Schwarze Industries

In business, as in sports, people always want to be measured against the best. In street sweeping, the ultimate test is in Edmonton, Alberta. A veritable World Series of street sweeping takes place there every spring as the city awakens from its winter accumulation of debris and dusts itself off to greet springtime.

It was there that Schwarze Industries traveled to test the updated M6 Avalanche mechanical sweeper against the meanest, dirtiest streets in North America. Like the hero of a Western gunfight, the M6 cleaned up.

“If you can make it in Edmonton during spring cleanup, you can make it anywhere,” insists Jim Adair, Schwarze Industries director of product management. “They sweep for 20 hours a day, six days a week during their spring cleanup.

“The curbs and gutters are completely buried in debris,” Adair describes. “Generally, they’re running machines in a parade to pick up the materials. There were more than 700 hours of sweeping completed with only five hours of downtime for some general maintenance. We had people that were just amazed with the product and performance of that machine. Not only did it have enormous uptime, but due to the performance level of the machine, much of the time it did not require another sweeper to follow behind it.”

The cleanup continues in Edmonton for two to three months. Schwarze Industries brought its latest mechanical street sweeper, the M6 Avalanche, to Edmonton to test the machine and obtain customer feedback. The company had sought out that feedback all through the development and manufacturing process, especially when planning for changes began in October 2012.

Updated Layout

Extensive design and manufacturing improvements are responsible for the success of the M6 Avalanche. Approximately one-quarter of the components used in the previous M6 mechanical street sweeper were eliminated in the M6 Avalanche without sacrificing quality, which helped to speed assembly. Redesigning the manufacturing flow also was important.

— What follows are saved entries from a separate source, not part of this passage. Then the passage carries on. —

use super::types::BuildRecord;
use crate::config::MonoscopeConfig;
use crate::{MonoscopeError, Result};
use async_trait::async_trait;
use reqwest::{Client, StatusCode};
use serde::Deserialize;
use std::path::{Path, PathBuf};
use std::sync::Arc;
use tracing::{debug, warn};

/// Source of raw build records for a package.
#[async_trait]
pub trait CiProvider: Send + Sync {
    fn name(&self) -> &str;

    async fn fetch_builds(&self, package: &str) -> Result<Vec<BuildRecord>>;
}

/// Build history files accept a bare array or `{ "builds": [...] }`.
#[derive(Deserialize)]
#[serde(untagged)]
enum BuildFile {
    List(Vec<BuildRecord>),
    Wrapped { builds: Vec<BuildRecord> },
}

impl BuildFile {
    fn into_builds(self) -> Vec<BuildRecord> {
        match self {
            BuildFile::List(builds) | BuildFile::Wrapped { builds } => builds,
        }
    }
}

/// Reads `<dir>/<package>.json`. Scoped names map `/` to `__`.
pub struct FileProvider {
    name: String,
    dir: PathBuf,
}

impl FileProvider {
    pub fn new(name: impl Into<String>, dir: impl Into<PathBuf>) -> Self {
        FileProvider {
            name: name.into(),
            dir: dir.into(),
        }
    }

    pub fn history_path(&self, package: &str) -> PathBuf {
        self.dir.join(format!("{}.json", sanitize_package_name(package)))
    }
}

#[async_trait]
impl CiProvider for FileProvider {
    fn name(&self) -> &str {
        &self.name
    }

    async fn fetch_builds(&self, package: &str) -> Result<Vec<BuildRecord>> {
        let path = self.history_path(package);

        let data = match tokio::fs::read_to_string(&path).await {
            Ok(data) => data,
            Err(e) if e.kind() == std::io::ErrorKind::NotFound => {
                debug!(provider = %self.name, ?path, "no build history");
                return Ok(Vec::new());
            }
            Err(source) => return Err(MonoscopeError::ReadFile { path, source }),
        };

        let file: BuildFile = serde_json::from_str(&data)
            .map_err(|source| MonoscopeError::ParseJson { path, source })?;

        Ok(tag_provider(file.into_builds(), &self.name))
    }
}

/// GETs `<base>/builds/<package>` and expects the same document shape as
/// [`FileProvider`]. A 404 means the package has no builds.
pub struct HttpProvider {
    name: String,
    base_url: String,
    token: Option<String>,
    client: Client,
}

impl HttpProvider {
    pub fn new(
        name: impl Into<String>,
        base_url: impl Into<String>,
        token: Option<String>,
    ) -> Result<Self> {
        let client = Client::builder()
            .build()
            .map_err(|source| MonoscopeError::HttpClient { source })?;

        Ok(HttpProvider {
            name: name.into(),
            base_url: base_url.into().trim_end_matches('/').to_string(),
            token,
            client,
        })
    }

    pub fn builds_url(&self, package: &str) -> String {
        format!("{}/builds/{}", self.base_url, urlencoding::encode(package))
    }
}

#[async_trait]
impl CiProvider for HttpProvider {
    fn name(&self) -> &str {
        &self.name
    }

    async fn fetch_builds(&self, package: &str) -> Result<Vec<BuildRecord>> {
        let url = self.builds_url(package);
        let mut request = self.client.get(&url).header("Accept", "application/json");

        if let Some(token) = &self.token {
            request = request.header("Authorization", format!("Bearer {}", token));
        }

        let response = request.send().await.map_err(|source| MonoscopeError::Http {
            url: url.clone(),
            source,
        })?;

        if response.status() == StatusCode::NOT_FOUND {
            return Ok(Vec::new());
        }

        if !response.status().is_success() {
            let status = response.status();
            let body = response.text().await.unwrap_or_default();
            return Err(MonoscopeError::Provider {
                provider: self.name.clone(),
                reason: format!("{} returned {}: {}", url, status, body),
            });
        }

        let file: BuildFile = response
            .json()
            .await
            .map_err(|source| MonoscopeError::Http { url, source })?;

        Ok(tag_provider(file.into_builds(), &self.name))
    }
}

fn tag_provider(mut builds: Vec<BuildRecord>, provider: &str) -> Vec<BuildRecord> {
    for build in &mut builds {
        if build.provider.is_none() {
            build.provider = Some(provider.to_string());
        }
    }
    builds
}

pub fn sanitize_package_name(name: &str) -> String {
    name.trim_start_matches('@').replace('/', "__")
}

/// Providers declared in `ci.<name>.*` config lines. Entries with neither a
/// url nor a dir are skipped.
pub fn providers_from_config(config: &MonoscopeConfig) -> Result<Vec<Arc<dyn CiProvider>>> {
    let mut providers: Vec<Arc<dyn CiProvider>> = Vec::new();

    for (name, settings) in &config.providers {
        if let Some(url) = &settings.url {
            providers.push(Arc::new(HttpProvider::new(
                name.clone(),
                url.clone(),
                settings.token.clone(),
            )?));
        } else if let Some(dir) = &settings.dir {
            providers.push(Arc::new(FileProvider::new(name.clone(), resolve_dir(dir))));
        } else {
            warn!(provider = %name, "CI provider has neither url nor dir, ignoring");
        }
    }

    Ok(providers)
}

fn resolve_dir(dir: &Path) -> PathBuf {
    if dir.is_absolute() {
        return dir.to_path_buf();
    }

    std::env::current_dir()
        .map(|cwd| cwd.join(dir))
        .unwrap_or_else(|_| dir.to_path_buf())
}
use serde::{Deserialize, Serialize};
use std::fmt;
use time::OffsetDateTime;

pub mod signals;

pub use signals::{CiSignalSource, SignalSource};

const BUILD_WEIGHT: f64 = 30.0;
const COVERAGE_WEIGHT: f64 = 25.0;
const LINT_WEIGHT: f64 = 25.0;
const SECURITY_WEIGHT: f64 = 20.0;
const UNKNOWN_CREDIT: f64 = 10.0;

#[derive(Debug, Clone, Copy, PartialEq, Eq, Hash, Default)]
pub enum BuildState {
    Success,
    Running,
    Failed,
    #[default]
    Unknown,
}

impl BuildState {
    pub fn parse(value: &str) -> Self {
        match value.trim().to_ascii_lowercase().as_str() {
            "success" | "succeeded" | "passed" | "ok" => BuildState::Success,
            "running" | "in_progress" | "pending" | "queued" => BuildState::Running,
            "failed" | "failure" | "error" | "errored" => BuildState::Failed,
            _ => BuildState::Unknown,
        }
    }

    pub fn as_str(&self) -> &'static str {
        match self {
            BuildState::Success => "success",
            BuildState::Running => "running",
            BuildState::Failed => "failed",
            BuildState::Unknown => "unknown",
        }
    }

    fn points(&self) -> f64 {
        match self {
            BuildState::Success => BUILD_WEIGHT,
            BuildState::Running => 15.0,
            BuildState::Failed => 0.0,
            BuildState::Unknown => UNKNOWN_CREDIT,
        }
    }
}

/// Outcome of a pass/fail check such as lint or a security audit.
#[derive(Debug, Clone, Copy, PartialEq, Eq, Hash, Default)]
pub enum CheckState {
    Pass,
    Fail,
    #[default]
    Unknown,
}

impl CheckState {
    pub fn parse(value: &str) -> Self {
        match value.trim().to_ascii_lowercase().as_str() {
            "pass" | "passed" | "success" | "ok" => CheckState::Pass,
            "fail" | "failed" | "failure" | "error" => CheckState::Fail,
            _ => CheckState::Unknown,
        }
    }

    pub fn as_str(&self) -> &'static str {
        match self {
            CheckState::Pass => "pass",
            CheckState::Fail => "fail",
            CheckState::Unknown => "unknown",
        }
    }

    fn points(&self, weight: f64) -> f64 {
        match self {
            CheckState::Pass => weight,
            CheckState::Fail => 0.0,
            CheckState::Unknown => UNKNOWN_CREDIT,
        }
    }
}

macro_rules! string_enum_serde {
    ($ty:ty) => {
        impl fmt::Display for $ty {
            fn fmt(&self, f: &mut fmt::Formatter<'_>) -> fmt::Result {
                f.write_str(self.as_str())
            }
        }

        impl Serialize for $ty {
            fn serialize<S>(&self, serializer: S) -> std::result::Result<S::Ok, S::Error>
            where
                S: serde::Serializer,
            {
                serializer.serialize_str(self.as_str())
            }
        }

        // Unrecognized spellings become unknown.
        impl<'de> Deserialize<'de> for $ty {
            fn deserialize<D>(deserializer: D) -> std::result::Result<Self, D::Error>
            where
                D: serde::Deserializer<'de>,
            {
                let s = String::deserialize(deserializer)?;
                Ok(<$ty>::parse(&s))
            }
        }
    };
}

string_enum_serde!(BuildState);
string_enum_serde!(CheckState);

#[derive(Debug, Clone, Copy, PartialEq, Eq, PartialOrd, Ord, Hash, Serialize, Deserialize)]
#[serde(rename_all = "lowercase")]
pub enum HealthStatus {
    Healthy,
    Warning,
    Error,
}

impl HealthStatus {
    pub fn from_score(score: u8) -> Self {
        if score >= 80 {
            HealthStatus::Healthy
        } else if score >= 60 {
            HealthStatus::Warning
        } else {
            HealthStatus::Error
        }
    }

    pub fn as_str(&self) -> &'static str {
        match self {
            HealthStatus::Healthy => "healthy",
            HealthStatus::Warning => "warning",
            HealthStatus::Error => "error",
        }
    }
}

impl fmt::Display for HealthStatus {
    fn fmt(&self, f: &mut fmt::Formatter<'_>) -> fmt::Result {
        f.write_str(self.as_str())
    }
}

/// The four raw inputs to a health score.
#[derive(Debug, Clone, Copy, PartialEq, Default, Serialize, Deserialize)]
#[serde(rename_all = "camelCase")]
pub struct HealthSignals {
    pub build_status: BuildState,
    /// Percentage; `None` when no coverage was reported.
    pub test_coverage: Option<f64>,
    pub lint_status: CheckState,
    pub security_audit: CheckState,
}

impl HealthSignals {
    pub fn score(&self) -> u8 {
        overall_score(
            self.build_status,
            self.test_coverage,
            self.lint_status,
            self.security_audit,
        )
    }
}

/// Weighted 0-100 score: build up to 30, coverage up to 25, lint up to 25,
/// security up to 20. Unknown signals earn 10 points each.
pub fn overall_score(
    build: BuildState,
    coverage: Option<f64>,
    lint: CheckState,
    security: CheckState,
) -> u8 {
    let coverage_points = match coverage {
        None => UNKNOWN_CREDIT,
        Some(value) if value.is_finite() => {
            (value / 100.0 * COVERAGE_WEIGHT).clamp(0.0, COVERAGE_WEIGHT)
        }
        Some(_) => 0.0,
    };

    let total = build.points()
        + coverage_points
        + lint.points(LINT_WEIGHT)
        + security.points(SECURITY_WEIGHT);

    total.round().clamp(0.0, 100.0) as u8
}

#[derive(Debug, Clone, PartialEq, Serialize, Deserialize)]
#[serde(rename_all = "camelCase")]
pub struct HealthScore {
    pub package: String,
    #[serde(flatten)]
    pub signals: HealthSignals,
    pub overall_score: u8,
    pub status: HealthStatus,
    #[serde(with = "time::serde::rfc3339")]
    pub checked_at: OffsetDateTime,
}

impl HealthScore {
    pub fn new(package: &str, signals: HealthSignals) -> Self {
        let overall_score = signals.score();

        HealthScore {
            package: package.to_string(),
            signals,
            overall_score,
            status: HealthStatus::from_score(overall_score),
            checked_at: OffsetDateTime::now_utc(),
        }
    }

    /// Snapshot recorded when a package's signals could not be collected.
    pub fn zeroed(package: &str) -> Self {
        HealthScore {
            package: package.to_string(),
            signals: HealthSignals {
                build_status: BuildState::Failed,
                test_coverage: Some(0.0),
                lint_status: CheckState::Fail,
                security_audit: CheckState::Fail,
            },
            overall_score: 0,
            status: HealthStatus::Error,
            checked_at: OffsetDateTime::now_utc(),
        }
    }

    pub fn is_healthy(&self) -> bool {
        self.status == HealthStatus::Healthy
    }
}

“A year-and-a-half ago – when our new president came onboard with over 20 years in the auto industry – he hired in one of his top operations people from the auto industry,” recalls Greg Heyer, vice president of sales, marketing, customer service and product management. “They started with a white board, and they were basically doing stall builds. We had to get the flow right, so we changed the way that the production floor flows to increase our efficiencies and output.”

That included purchasing new production equipment. “We use a fully computerized press brake that not only tells the operator what tooling to use, it tells them where to place the tooling and shows it on a 3-D representation of the part,” Adair marvels. “It makes for a very quick setup. We don’t have to do hundreds of thousands of parts to justify a tooling change. We have quick tool changing and segmented dies.”

Multiple Processes

Among the processes Schwarze Industries performs at its 125,000-square-foot plant in Huntsville, Ala., are sheet metal rolling, forming, laser cutting, welding, machining, painting and final assembly. “We do all of the sweeper body here,” Adair says. “It’s more hand assembly, not really anything that’s automated. We just haven’t found that we have enough cookie-cutter redundancy of the same thing that justified automation.”

Laser cutting has reduced setup time. “With a laser system, you’re not having to do tooling or die changes for material thicknesses to get various clearances in your dies,” Adair explains. “You have one tool, which is your laser head, and you can hold tolerances all the way down from small holes to large parts. It gives you versatility, and the variables are pre-programmed in rather than having to take the time for tooling set-ups.” Welding is sped by the use of bulk tanks rather than individual ones for welding gas and state-of-the-art pulse welding machines.

The variety of products manufactured at the plant keeps the production flow varied. “We still do a very mixed flow, and we don’t do anything cookie-cutter,” Adair emphasizes. “The machines are very much made to specification. We do a one-piece flow through the shop. We try to take as much non-value-added movement out as possible. Through continuous improvement, employee empowerment and just-in-time manufacturing processes, we continually strive to be a lean operation.”

Chassis Purchased

The chassis for Schwarze Industries’ sweepers are built to meet the requirements for a street sweeper. The many types of chassis are delivered to the company’s plant in Huntsville. The same is done at the Schwarze Industries’ assembly facility in Australia.

“They buy the chassis there locally, and then they complete the assembly process for Australia, New Zealand and many other countries,” Heyer says. “We do sell to all parts of the world. We have dealers and agents in 15 to 20 countries that we ship products to as we sell them. I would say we’re getting stronger in Mexico and South America. We’ve got some good growth opportunities in Asia as well.”

Besides the M6 Avalanche mechanical sweeper, Schwarze Industries manufactures regenerative air sweepers and vacuum sweepers for parking lots, industrial areas, malls and shopping centers, airport runways, milling and stormwater runoff control. The company says it has more parking lot and street sweeper models to choose from than any other manufacturer.

Schwarze Industries also manufactures a complete line of pothole velocity spray patchers, both single-operator chassis-mounted and tow-behind-trailer-style, Heyer notes.

All Schwarze Industries products are designed and updated based on feedback from customers and dealers. “Whatever we decide to do has to come from the voice of the customer,” Heyer stresses.